Yalnızlık birçoğumuzun zaman zaman yaşadığı bir durumdur. Ancak uzun vadede sağlık ve refah üzerinde her türlü olumsuz etkiye sahip olduğu biliniyor. Yalnız insanların neden böyle hissettiklerini daha iyi anlamaya çalışan yeni bir araştırma, beyinlerinin aslında dünyayı çok farklı ve her kişiye özgü bir şekilde işlediğini ortaya koydu.

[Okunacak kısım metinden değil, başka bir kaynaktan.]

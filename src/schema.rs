//! Feature schema shared by training and inference.
//!
//! The schema is an explicit value handed to the encoder, trainer and predictor. Two schemas can
//! coexist in one process, which keeps tests free of global state.

use std::collections::BTreeSet;

use serde::{Deserialize, Serialize};
use thiserror::Error;

/// Numerical attributes of the bundled churn dataset.
pub const CHURN_NUMERICAL: &[&str] = &["tenure", "monthlycharges", "totalcharges"];

/// Categorical attributes of the bundled churn dataset.
pub const CHURN_CATEGORICAL: &[&str] = &[
    "gender",
    "seniorcitizen",
    "partner",
    "dependents",
    "phoneservice",
    "multiplelines",
    "internetservice",
    "onlinesecurity",
    "onlinebackup",
    "deviceprotection",
    "techsupport",
    "streamingtv",
    "streamingmovies",
    "contract",
    "paperlessbilling",
    "paymentmethod",
];

/// Whether an attribute is one-hot expanded or passed through as a number.
#[derive(Debug, Clone, Copy, PartialEq, Eq, Serialize, Deserialize)]
#[serde(rename_all = "snake_case")]
pub enum AttributeKind {
    Categorical,
    Numerical,
}

impl std::fmt::Display for AttributeKind {
    fn fmt(&self, f: &mut std::fmt::Formatter<'_>) -> std::fmt::Result {
        match self {
            AttributeKind::Categorical => f.write_str("categorical"),
            AttributeKind::Numerical => f.write_str("numerical"),
        }
    }
}

/// Record or schema shape violations.
#[derive(Debug, Clone, PartialEq, Error)]
pub enum SchemaError {
    /// A declared attribute is absent from the record.
    #[error("missing attribute '{attribute}'")]
    MissingAttribute { attribute: String },
    /// The attribute value does not match the declared kind.
    #[error("attribute '{attribute}' expects a {expected} value, got {found}")]
    WrongKind {
        attribute: String,
        expected: AttributeKind,
        found: String,
    },
    /// The schema itself is unusable.
    #[error("invalid schema: {0}")]
    Invalid(String),
}

/// Ordered categorical and numerical attribute names.
#[derive(Debug, Clone, PartialEq, Eq, Serialize, Deserialize)]
pub struct FeatureSchema {
    pub categorical: Vec<String>,
    pub numerical: Vec<String>,
}

impl FeatureSchema {
    /// Build and validate a schema from attribute name lists.
    pub fn new<C, N>(categorical: C, numerical: N) -> Result<Self, SchemaError>
    where
        C: IntoIterator,
        C::Item: Into<String>,
        N: IntoIterator,
        N::Item: Into<String>,
    {
        let schema = Self {
            categorical: categorical.into_iter().map(Into::into).collect(),
            numerical: numerical.into_iter().map(Into::into).collect(),
        };
        schema.validate()?;
        Ok(schema)
    }

    /// Schema of the telco churn dataset.
    pub fn churn_default() -> Self {
        Self {
            categorical: CHURN_CATEGORICAL.iter().map(|s| (*s).to_string()).collect(),
            numerical: CHURN_NUMERICAL.iter().map(|s| (*s).to_string()).collect(),
        }
    }

    /// Check that names are non-empty and unique across both lists.
    pub fn validate(&self) -> Result<(), SchemaError> {
        if self.categorical.is_empty() && self.numerical.is_empty() {
            return Err(SchemaError::Invalid("no attributes declared".to_string()));
        }
        let mut seen = BTreeSet::new();
        for name in self.attributes().map(|(name, _)| name) {
            if name.trim().is_empty() {
                return Err(SchemaError::Invalid("empty attribute name".to_string()));
            }
            if !seen.insert(name) {
                return Err(SchemaError::Invalid(format!(
                    "attribute '{name}' declared twice"
                )));
            }
        }
        Ok(())
    }

    /// Iterate every attribute with its kind, categorical first.
    pub fn attributes(&self) -> impl Iterator<Item = (&str, AttributeKind)> {
        self.categorical
            .iter()
            .map(|name| (name.as_str(), AttributeKind::Categorical))
            .chain(
                self.numerical
                    .iter()
                    .map(|name| (name.as_str(), AttributeKind::Numerical)),
            )
    }

    pub fn kind_of(&self, attribute: &str) -> Option<AttributeKind> {
        self.attributes()
            .find(|(name, _)| *name == attribute)
            .map(|(_, kind)| kind)
    }

    pub fn len(&self) -> usize {
        self.categorical.len() + self.numerical.len()
    }

    pub fn is_empty(&self) -> bool {
        self.len() == 0
    }
}

impl Default for FeatureSchema {
    fn default() -> Self {
        Self::churn_default()
    }
}

#[cfg(test)]
mod tests {
    use super::*;

    #[test]
    fn churn_schema_validates() {
        let schema = FeatureSchema::churn_default();
        schema.validate().unwrap();
        assert_eq!(schema.len(), 19);
        assert_eq!(schema.kind_of("tenure"), Some(AttributeKind::Numerical));
        assert_eq!(schema.kind_of("contract"), Some(AttributeKind::Categorical));
        assert_eq!(schema.kind_of("customerid"), None);
    }

    #[test]
    fn duplicate_names_are_rejected() {
        let err = FeatureSchema::new(["plan", "tenure"], ["tenure"]).unwrap_err();
        assert!(matches!(err, SchemaError::Invalid(_)));
    }

    #[test]
    fn empty_schema_is_rejected() {
        let err = FeatureSchema::new(Vec::<String>::new(), Vec::<String>::new()).unwrap_err();
        assert!(matches!(err, SchemaError::Invalid(_)));
    }
}
//! HTTP endpoint answering one churn prediction per POST.

use serde::{Deserialize, Serialize};
use thiserror::Error;

use crate::artifact::ArtifactError;

pub mod handler;
mod server;
pub mod store;

pub use handler::{
    MalformedInputError, PROBABILITY_FIELD, Reply, RequestError, handle_predict, parse_record,
};
pub use server::PredictServer;
pub use store::ArtifactStore;

/// How application errors map onto HTTP status codes.
#[derive(Debug, Clone, Copy, Default, PartialEq, Eq, Serialize, Deserialize)]
#[serde(rename_all = "snake_case")]
pub enum ErrorStatusMode {
    /// 400 malformed body, 422 schema violation, 500 unavailable artifact.
    #[default]
    Distinct,
    /// 400 for every application error.
    Uniform,
}

#[derive(Debug, Error)]
pub enum ServeError {
    #[error("failed to bind {addr}: {reason}")]
    Bind { addr: String, reason: String },
    #[error(transparent)]
    Artifact(#[from] ArtifactError),
    #[error("server io error: {0}")]
    Io(#[from] std::io::Error),
}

İnsanlar sosyal bağlantılara ihtiyaç duyacak şekilde gelişmiştir. Kısa bir süre önce, COVID-19 salgınının zirve yaptığı dönemde sokağa çıkma yasakları, evde kalma kararları ve grup toplantılarına getirilen kısıtlamalar, sosyal izolasyonun gerçekliğine bir bakış atmamızı sağladı ve çoğumuz gördüklerimizden memnun kalmadık.

Kronik yalnızlık

Kronik yalnızlık önemli bir halk sağlığı sorunu olarak vurgulanmıştır ve araştırmalar bunun aslında beyin kimyamızı değiştirdiğini gösteriyor. Ancak buna rağmen, bilim insanlarının yalnızlığın altında yatan duygular hakkında bilmediği çok şey var. UCLA’daki bir ekip tarafından yapılan bir çalışmada, daha fazlasını öğrenmek için beyin görüntüleme yöntemi kullanıldı.

Şu anda USC Dornsife’da psikoloji yardımcı doçenti olan Elisa Baek tarafından yürütülen çalışmaya, yaşları 18 ila 21 arasında değişen 66 üniversite birinci sınıf öğrencisi katıldı. Öğrenciler yalnızlık deneyimlerini değerlendirmek için bir anket doldurdular, ardından beyinleri fonksiyonel manyetik rezonans görüntüleme (fMRI) kullanılarak tarandı ve başka biri kanal atlarken televizyon izleme deneyimini taklit eden bir dizi video klip izlediler.

Grup, anket sonuçlarına göre “yalnız” ve “yalnız olmayan” gruplara ayrıldı. Araştırmacılar görüntüleme verilerine baktıklarında, yalnız insanların yalnız olmayan insanlardan farklı beyin aktivitesi modellerine sahip olduklarını gördüler. Bununla birlikte en önemlisi, her yalnız birey büyük ölçüde kendilerine özgü bir işleme modeli sergilerken, yalnız olmayan tüm insanlar birbirine çok benziyordu.

Farklı nöral tepkiler, özellikle gördüğümüz şeyleri yorumlama ve anlamlandırma yeteneğimiz için önem taşıyan varsayılan mod ağının bölgelerinde belirgindi. Bu nedenle bulgular, yalnız insanların diğer yalnız insanlarla bile sosyal bağlantılar kurmakta zorlanabileceğini, çünkü çevrelerindeki dünyayı anlamanın ve işlemenin ortak bir yolundan yoksun olduklarını gösteriyor.

Bu durum, yalnız insanların diğer insanlardan farklı olduklarını ya da onlar tarafından yeterince anlaşılmadıklarını hissetme eğiliminde olduklarını gösteren diğer verilerle de örtüşüyor.

Araştırma, gerçek hayatta kaç arkadaşları veya sosyal bağlantıları olduğuna bakılmaksızın, daha yüksek düzeyde yalnızlık yaşadıklarını bildirenlerin en belirgin beyin tepkilerine sahip olduğunu gösterdi. Bu durum, sosyalleştiğiniz herkes dünyayı sizden farklı görüyorsa, sadece arkadaşlarla çevrili olmanın yalnızlığı hafifletmek için yeterli olmayabileceğini düşündürüyor.

Baek özellikle bu grubu daha detaylı incelemeyi hedefliyor. Yalnız insanları birbirinden ayıran düşünce süreçlerinin tam olarak ne olduğu gibi cevaplanması gereken başka sorular da var. Örneğin, bir grup insanın hepsi aynı sosyal bağlamda yer alıyorsa, yalnız olmayan insanların hepsi çok benzer bir deneyim yaşarken, yalnız insanların her biri ayrı ayrı durumun farklı yönlerine mi odaklanıyor?

Yüzeysel olarak hiç olmadığı kadar birbirimize bağlı olduğumuz bir dünyada, sosyal izolasyon büyük bir endişe kaynağı olmaya devam ediyor. Yalnızlık için risk faktörleri ve insanların neden yalnız hissettiklerinin temelleri hakkında daha fazla bilgi edinmeyi amaçlayan bu gibi araştırmalar faydalı olabilir.